◆ Activity
Repeat the records below line by line, exactly, finishing on the line that contains "u32, patch: u32)".

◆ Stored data
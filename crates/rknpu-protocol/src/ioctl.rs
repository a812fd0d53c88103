//! Client-facing request/response contract: job submission, buffer management and actions.

use bitflags::bitflags;
use thiserror::Error;

pub const DRIVER_MAJOR: u32 = 0;
pub const DRIVER_MINOR: u32 = 9;
pub const DRIVER_PATCHLEVEL: u32 = 8;

/// Version code reported by [`ActionCode::GetDrvVersion`].
pub const fn driver_version_code(major: u32, minor: u32, patch: u32) -> u32 {
    major * 10000 + minor * 100 + patch
}

pub const DRIVER_VERSION_CODE: u32 =
    driver_version_code(DRIVER_MAJOR, DRIVER_MINOR, DRIVER_PATCHLEVEL);

/// Maximum number of cores a device may expose.
pub const MAX_CORES: usize = 3;

/// Core-mask value requesting automatic (least-loaded) core selection.
pub const CORE_AUTO_MASK: u32 = 0x0;
pub const CORE0_MASK: u32 = 0x1;
pub const CORE1_MASK: u32 = 0x2;
pub const CORE2_MASK: u32 = 0x4;

/// Mask bit selecting `core`.
pub const fn core_mask_bit(core: usize) -> u32 {
    1 << core
}

/// Number of `subcore_task` slots in a submission.
pub const SUBCORE_TASK_SLOTS: usize = 5;

bitflags! {
    /// Submission mode flags.
    #[derive(Clone, Copy, Debug, Default, PartialEq, Eq, Hash)]
    pub struct JobFlags: u32 {
        /// Program-counter mode: the core walks the task array itself.
        const PC = 1 << 0;
        /// Return immediately; completion is observed through the interrupt path only.
        const NONBLOCK = 1 << 1;
        const PINGPONG = 1 << 2;
        const FENCE_IN = 1 << 3;
        const FENCE_OUT = 1 << 4;
    }
}

bitflags! {
    /// Cache maintenance direction for buffer sync requests.
    #[derive(Clone, Copy, Debug, Default, PartialEq, Eq, Hash)]
    pub struct SyncFlags: u32 {
        const TO_DEVICE = 1 << 0;
        const FROM_DEVICE = 1 << 1;
    }
}

bitflags! {
    /// Allocation hints accepted (and currently ignored) on buffer creation.
    #[derive(Clone, Copy, Debug, Default, PartialEq, Eq, Hash)]
    pub struct MemFlags: u32 {
        const NON_CONTIGUOUS = 1 << 0;
        const CACHEABLE = 1 << 1;
        const WRITE_COMBINE = 1 << 2;
        const KERNEL_MAPPING = 1 << 3;
        const IOMMU = 1 << 4;
        const ZEROING = 1 << 5;
        const SECURE = 1 << 6;
        const DMA32 = 1 << 7;
        const TRY_ALLOC_SRAM = 1 << 8;
        const TRY_ALLOC_NBUF = 1 << 9;
        const IOMMU_LIMIT_IOVA_ALIGNMENT = 1 << 10;
    }
}

/// Explicit task range for one core of a manually split submission.
#[derive(Clone, Copy, Debug, Default, PartialEq, Eq)]
pub struct SubcoreTask {
    pub task_start: u32,
    pub task_number: u32,
}

/// A job submission.
#[derive(Clone, Debug, Default, PartialEq, Eq)]
pub struct SubmitArgs {
    pub flags: JobFlags,
    /// Per-attempt wait timeout in milliseconds.
    pub timeout_ms: u32,
    pub task_start: u32,
    pub task_number: u32,
    /// Session handle of the buffer holding the task array.
    pub task_obj: u32,
    /// Device base address of the command stream; zero selects the task buffer's address.
    pub task_base_addr: u64,
    /// [`CORE_AUTO_MASK`] or a subset of the device's core mask.
    pub core_mask: u32,
    /// Per-core ranges. Jobs using one or two cores read slot `core`; jobs using three cores
    /// read slot `core + 2`. Only consulted on multi-core devices.
    pub subcore_task: [SubcoreTask; SUBCORE_TASK_SLOTS],
}

/// Outcome of a successful submission.
#[derive(Clone, Copy, Debug, Default, PartialEq, Eq)]
pub struct SubmitResult {
    /// Tasks executed across all participating cores (zero for non-blocking submissions).
    pub task_counter: u32,
    /// Time between the first commit and the last core retiring, in nanoseconds.
    pub hw_elapse_time_ns: u64,
    /// Core mask the job actually ran on (resolved when automatic selection was requested).
    pub core_mask: u32,
}

/// Buffer creation request.
#[derive(Clone, Copy, Debug, Default, PartialEq, Eq)]
pub struct MemCreateArgs {
    pub flags: MemFlags,
    pub size: u64,
    /// Zero to allocate; otherwise a foreign buffer handle (dma-buf fd) to import.
    pub import_fd: i32,
}

/// Buffer creation response.
#[derive(Clone, Copy, Debug, Default, PartialEq, Eq)]
pub struct MemCreated {
    pub handle: u32,
    /// Page-aligned size actually backing the buffer.
    pub size: u64,
    pub dma_addr: u64,
    pub sram_size: u64,
}

/// Buffer cache-sync request.
#[derive(Clone, Copy, Debug, Default, PartialEq, Eq)]
pub struct MemSyncArgs {
    pub handle: u32,
    pub flags: SyncFlags,
}

/// One client request on an open session.
#[derive(Clone, Debug, PartialEq, Eq)]
pub enum Request {
    /// Query or set value `value` for action `code` (see [`ActionCode`]).
    Action { code: u32, value: u32 },
    Submit(SubmitArgs),
    MemCreate(MemCreateArgs),
    MemMap { handle: u32 },
    MemDestroy { handle: u32 },
    MemSync(MemSyncArgs),
}

/// Successful reply to a [`Request`].
#[derive(Clone, Debug, PartialEq, Eq)]
pub enum Response {
    Action { value: u32 },
    Submitted(SubmitResult),
    MemCreated(MemCreated),
    /// Offset to pass to `mmap` to map the buffer into the client.
    MemMapped { offset: u64 },
    Done,
}

#[derive(Debug, Clone, Copy, PartialEq, Eq, Error)]
#[error("unknown action code {0}")]
pub struct UnknownAction(pub u32);

/// Action query/set codes.
#[repr(u32)]
#[derive(Clone, Copy, Debug, PartialEq, Eq, Hash)]
pub enum ActionCode {
    GetHwVersion = 0,
    GetDrvVersion = 1,
    GetFreq = 2,
    SetFreq = 3,
    GetVolt = 4,
    SetVolt = 5,
    ActReset = 6,
    GetBwPriority = 7,
    SetBwPriority = 8,
    GetBwExpect = 9,
    SetBwExpect = 10,
    GetBwTw = 11,
    SetBwTw = 12,
    ActClrTotalRwAmount = 13,
    GetDtWrAmount = 14,
    GetDtRdAmount = 15,
    GetWtRdAmount = 16,
    GetTotalRwAmount = 17,
    GetIommuEn = 18,
    SetProcNice = 19,
    PowerOn = 20,
    PowerOff = 21,
    GetTotalSramSize = 22,
    GetFreeSramSize = 23,
    GetIommuDomainId = 24,
    SetIommuDomainId = 25,
}

impl TryFrom<u32> for ActionCode {
    type Error = UnknownAction;

    fn try_from(value: u32) -> Result<Self, Self::Error> {
        use ActionCode::*;
        Ok(match value {
            0 => GetHwVersion,
            1 => GetDrvVersion,
            2 => GetFreq,
            3 => SetFreq,
            4 => GetVolt,
            5 => SetVolt,
            6 => ActReset,
            7 => GetBwPriority,
            8 => SetBwPriority,
            9 => GetBwExpect,
            10 => SetBwExpect,
            11 => GetBwTw,
            12 => SetBwTw,
            13 => ActClrTotalRwAmount,
            14 => GetDtWrAmount,
            15 => GetDtRdAmount,
            16 => GetWtRdAmount,
            17 => GetTotalRwAmount,
            18 => GetIommuEn,
            19 => SetProcNice,
            20 => PowerOn,
            21 => PowerOff,
            22 => GetTotalSramSize,
            23 => GetFreeSramSize,
            24 => GetIommuDomainId,
            25 => SetIommuDomainId,
            other => return Err(UnknownAction(other)),
        })
    }
}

◆ Written reply
filename crates/rknpu-protocol/src/ioctl.rs
repository a812fd0d53c88103
//! Client-facing request/response contract: job submission, buffer management and actions.

use bitflags::bitflags;
use thiserror::Error;

pub const DRIVER_MAJOR: u32 = 0;
pub const DRIVER_MINOR: u32 = 9;
pub const DRIVER_PATCHLEVEL: u32 = 8;

/// Version code reported by [`ActionCode::GetDrvVersion`].
pub const fn driver_version_code(major: u32, minor: u32, patch: u32) -> u32 {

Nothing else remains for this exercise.